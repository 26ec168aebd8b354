//! TurboHelp chat relay entry point.
//!
//! Binary name: `turbohelp`
//!
//! Loads `.env`, parses CLI arguments, layers them over the optional config
//! file, wires the upstream provider, then serves the chat API and the static
//! front-end.

mod banner;
mod cli;
mod http;
mod state;

use std::path::Path;

use anyhow::Context;
use clap::Parser;
use secrecy::SecretString;

use turbohelp_infra::config::load_relay_config;
use turbohelp_observe::tracing_setup::{init_tracing, shutdown_tracing};

use cli::Cli;
use state::AppState;

#[tokio::main]
async fn main() -> anyhow::Result<()> {
    let env_file = cli::load_env_file(Path::new(".env"));
    let cli = Cli::parse();

    init_tracing(cli.log_filter(), cli.otel).map_err(|e| anyhow::anyhow!(e))?;

    match env_file {
        Ok(true) => tracing::info!("loaded environment from .env"),
        Ok(false) => tracing::debug!("no .env file found"),
        Err(e) => tracing::warn!("ignoring malformed .env: {e}"),
    }

    let config = cli.apply_overrides(load_relay_config(&cli.config).await);
    let api_key = SecretString::from(cli.github_token);

    let state = AppState::from_config(&config, api_key)?;

    let addr = format!("{}:{}", config.host, config.port);
    let listener = tokio::net::TcpListener::bind(&addr)
        .await
        .with_context(|| format!("failed to bind {addr}"))?;

    banner::print_startup_banner(
        &addr,
        &config.static_dir,
        state.relay.model(),
        state.relay.provider_name(),
    );

    let router = http::router::build_router(state, &config.static_dir);

    axum::serve(listener, router)
        .with_graceful_shutdown(shutdown_signal())
        .await?;

    println!("\n  Server stopped.");
    shutdown_tracing();

    Ok(())
}

/// Wait for Ctrl+C or SIGTERM for graceful shutdown.
async fn shutdown_signal() {
    let ctrl_c = async {
        if let Err(e) = tokio::signal::ctrl_c().await {
            tracing::error!("failed to install Ctrl+C handler: {e}");
            std::future::pending::<()>().await;
        }
    };

    #[cfg(unix)]
    let terminate = async {
        match tokio::signal::unix::signal(tokio::signal::unix::SignalKind::terminate()) {
            Ok(mut signal) => {
                signal.recv().await;
            }
            Err(e) => {
                tracing::error!("failed to install SIGTERM handler: {e}");
                std::future::pending::<()>().await;
            }
        }
    };

    #[cfg(not(unix))]
    let terminate = std::future::pending::<()>();

    tokio::select! {
        _ = ctrl_c => {},
        _ = terminate => {},
    }
}
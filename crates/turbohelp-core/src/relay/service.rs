//! ChatRelay -- builds the outbound completion request and forwards it.
//!
//! One validated [`ChatRequest`] produces exactly one upstream call. The
//! outbound sequence is always `[system prompt] ++ client turns`, sampled
//! with the fixed [`SamplingParams::RELAY`] values. Failures are returned
//! to the caller as-is; nothing here retries.

use tracing::{Instrument, debug, error, info_span};

use turbohelp_types::chat::{ChatRequest, ConversationTurn};
use turbohelp_types::llm::{CompletionRequest, CompletionResult, LlmError, SamplingParams};

use crate::llm::box_provider::BoxLlmProvider;

use super::prompt::SYSTEM_PROMPT;

/// Forwards client conversations to the upstream provider.
///
/// Read-only after construction and shared across all requests.
pub struct ChatRelay {
    provider: BoxLlmProvider,
    model: String,
    system_prompt: &'static str,
    sampling: SamplingParams,
}

impl ChatRelay {
    /// Create a relay that sends `model` to `provider` with the built-in
    /// system prompt.
    pub fn new(provider: BoxLlmProvider, model: impl Into<String>) -> Self {
        Self {
            provider,
            model: model.into(),
            system_prompt: SYSTEM_PROMPT,
            sampling: SamplingParams::RELAY,
        }
    }

    /// Model identifier sent with every request.
    pub fn model(&self) -> &str {
        &self.model
    }

    /// Name of the upstream provider.
    pub fn provider_name(&self) -> &str {
        self.provider.name()
    }

    /// Build the outbound request: system turn first, then the client turns
    /// in their original order. A client-supplied system turn is forwarded
    /// untouched after ours.
    pub fn build_request(&self, request: ChatRequest) -> CompletionRequest {
        let mut messages = Vec::with_capacity(request.turns.len() + 1);
        messages.push(ConversationTurn::system(self.system_prompt));
        messages.extend(request.turns);

        CompletionRequest {
            model: self.model.clone(),
            messages,
            temperature: self.sampling.temperature,
            max_tokens: self.sampling.max_tokens,
            top_p: self.sampling.top_p,
        }
    }

    /// Relay a conversation upstream and return the provider's reply.
    pub async fn relay(&self, request: ChatRequest) -> Result<CompletionResult, LlmError> {
        let request = self.build_request(request);

        let span = info_span!(
            "gen_ai.complete",
            gen_ai.system = self.provider.name(),
            gen_ai.request.model = %request.model,
            gen_ai.request.max_tokens = request.max_tokens,
            gen_ai.request.temperature = request.temperature,
            turns = request.messages.len(),
        );

        let result = self.provider.complete(&request).instrument(span).await;

        match &result {
            Ok(completion) => {
                if let Some(usage) = &completion.usage {
                    debug!(
                        prompt_tokens = ?usage.prompt_tokens,
                        completion_tokens = ?usage.completion_tokens,
                        total_tokens = ?usage.total_tokens,
                        "upstream completion finished"
                    );
                }
            }
            Err(e) => error!(error = %e, provider = self.provider.name(), "Chat API error"),
        }

        result
    }
}
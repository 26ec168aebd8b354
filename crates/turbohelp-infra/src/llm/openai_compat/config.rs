//! Configuration for OpenAI-compatible providers.

use std::time::Duration;

use secrecy::SecretString;

/// Connect timeout applied to every upstream connection.
pub const CONNECT_TIMEOUT: Duration = Duration::from_secs(10);

/// Configuration for an OpenAI-compatible LLM provider.
///
/// Used to construct an [`super::OpenAiCompatibleProvider`]. Not `Debug`,
/// since it holds the credential.
pub struct OpenAiCompatConfig {
    /// Human-readable provider name (e.g., "github-models").
    pub provider_name: String,
    /// Base URL for the API; `/chat/completions` is appended.
    pub base_url: String,
    /// Bearer credential.
    pub api_key: SecretString,
    /// Total timeout for one completion call.
    pub timeout: Duration,
}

☆ ☆ ☆

== TASK ==
Extract all of the material exactly as it is written.

== FINISHED EXERCISE ==
repository 26ec168aebd8b354
//! TurboHelp chat relay entry point.
//!
//! Binary name: `turbohelp`
//!
//! Loads `.env`, parses CLI arguments, layers them over the optional config
//! file, wires the upstream provider, then serves the chat API and the static
//! front-end.

mod banner;
mod cli;
mod http;
mod state;

use std::path::Path;

use anyhow::Context;
use clap::Parser;
use secrecy::SecretString;

use turbohelp_infra::config::load_relay_config;
use turbohelp_observe::tracing_setup::{init_tracing, shutdown_tracing};

use cli::Cli;
use state::AppState;

#[tokio::main]
async fn main() -> anyhow::Result<()> {
    let env_file = cli::load_env_file(Path::new(".env"));
    let cli = Cli::parse();

    init_tracing(cli.log_filter(), cli.otel).map_err(|e| anyhow::anyhow!(e))?;

    match env_file {
        Ok(true) => tracing::info!("loaded environment from .env"),
        Ok(false) => tracing::debug!("no .env file found"),
        Err(e) => tracing::warn!("ignoring malformed .env: {e}"),
    }

    let config = cli.apply_overrides(load_relay_config(&cli.config).await);
    let api_key = SecretString::from(cli.github_token);

    let state = AppState::from_config(&config, api_key)?;

    let addr = format!("{}:{}", config.host, config.port);
    let listener = tokio::net::TcpListener::bind(&addr)
        .await
        .with_context(|| format!("failed to bind {addr}"))?;

    banner::print_startup_banner(
        &addr,
        &config.static_dir,
        state.relay.model(),
        state.relay.provider_name(),
    );

    let router = http::router::build_router(state, &config.static_dir);

    axum::serve(listener, router)
        .with_graceful_shutdown(shutdown_signal())
        .await?;

    println!("\n  Server stopped.");
    shutdown_tracing();

    Ok(())
}

/// Wait for Ctrl+C or SIGTERM for graceful shutdown.
async fn shutdown_signal() {
    let ctrl_c = async {
        if let Err(e) = tokio::signal::ctrl_c().await {
            tracing::error!("failed to install Ctrl+C handler: {e}");
            std::future::pending::<()>().await;
        }
    };

    #[cfg(unix)]
    let terminate = async {
        match tokio::signal::unix::signal(tokio::signal::unix::SignalKind::terminate()) {
            Ok(mut signal) => {
                signal.recv().await;
            }
            Err(e) => {
                tracing::error!("failed to install SIGTERM handler: {e}");
                std::future::pending::<()>().await;
            }
        }
    };

    #[cfg(not(unix))]
    let terminate = std::future::pending::<()>();

    tokio::select! {
        _ = ctrl_c => {},
        _ = terminate => {},
    }
}
filename crates/turbohelp-core/src/relay/service.rs
//! ChatRelay -- builds the outbound completion request and forwards it.
//!
//! One validated [`ChatRequest`] produces exactly one upstream call. The
//! outbound sequence is always `[system prompt] ++ client turns`, sampled
//! with the fixed [`SamplingParams::RELAY`] values. Failures are returned
//! to the caller as-is; nothing here retries.

use tracing::{Instrument, debug, error, info_span};

use turbohelp_types::chat::{ChatRequest, ConversationTurn};
use turbohelp_types::llm::{CompletionRequest, CompletionResult, LlmError, SamplingParams};

use crate::llm::box_provider::BoxLlmProvider;

use super::prompt::SYSTEM_PROMPT;

/// Forwards client conversations to the upstream provider.
///
/// Read-only after construction and shared across all requests.
pub struct ChatRelay {
    provider: BoxLlmProvider,
    model: String,
    system_prompt: &'static str,
    sampling: SamplingParams,
}

impl ChatRelay {
    /// Create a relay that sends `model` to `provider` with the built-in
    /// system prompt.
    pub fn new(provider: BoxLlmProvider, model: impl Into<String>) -> Self {
        Self {
            provider,
            model: model.into(),
            system_prompt: SYSTEM_PROMPT,
            sampling: SamplingParams::RELAY,
        }
    }

    /// Model identifier sent with every request.
    pub fn model(&self) -> &str {
        &self.model
    }

    /// Name of the upstream provider.
    pub fn provider_name(&self) -> &str {
        self.provider.name()
    }

    /// Build the outbound request: system turn first, then the client turns
    /// in their original order. A client-supplied system turn is forwarded
    /// untouched after ours.
    pub fn build_request(&self, request: ChatRequest) -> CompletionRequest {
        let mut messages = Vec::with_capacity(request.turns.len() + 1);
        messages.push(ConversationTurn::system(self.system_prompt));
        messages.extend(request.turns);

        CompletionRequest {
            model: self.model.clone(),
            messages,
            temperature: self.sampling.temperature,
            max_tokens: self.sampling.max_tokens,
            top_p: self.sampling.top_p,
        }
    }

    /// Relay a conversation upstream and return the provider's reply.
    pub async fn relay(&self, request: ChatRequest) -> Result<CompletionResult, LlmError> {
        let request = self.build_request(request);

        let span = info_span!(
            "gen_ai.complete",
            gen_ai.system = self.provider.name(),
            gen_ai.request.model = %request.model,
            gen_ai.request.max_tokens = request.max_tokens,
            gen_ai.request.temperature = request.temperature,
            turns = request.messages.len(),
        );

        let result = self.provider.complete(&request).instrument(span).await;

        match &result {
            Ok(completion) => {
                if let Some(usage) = &completion.usage {
                    debug!(
                        prompt_tokens = ?usage.prompt_tokens,
                        completion_tokens = ?usage.completion_tokens,
                        total_tokens = ?usage.total_tokens,
                        "upstream completion finished"
                    );
                }
            }
            Err(e) => error!(error = %e, provider = self.provider.name(), "Chat API error"),
        }

        result
    }
}
repository 26ec168aebd8b354
filename crates/turbohelp-infra/src/llm/openai_compat/config.rs
//! Configuration for OpenAI-compatible providers.

use std::time::Duration;

use secrecy::SecretString;

/// Connect timeout applied to every upstream connection.
pub const CONNECT_TIMEOUT: Duration = Duration::from_secs(10);

/// Configuration for an OpenAI-compatible LLM provider.
///
/// Used to construct an [`super::OpenAiCompatibleProvider`]. Not `Debug`,
/// since it holds the credential.
pub struct OpenAiCompatConfig {
    /// Human-readable provider name (e.g., "github-models").
    pub provider_name: String,
    /// Base URL for the API; `/chat/completions` is appended.
    pub base_url: String,
    /// Bearer credential.
    pub api_key: SecretString,
    /// Total timeout for one completion call.
    pub timeout: Duration,
}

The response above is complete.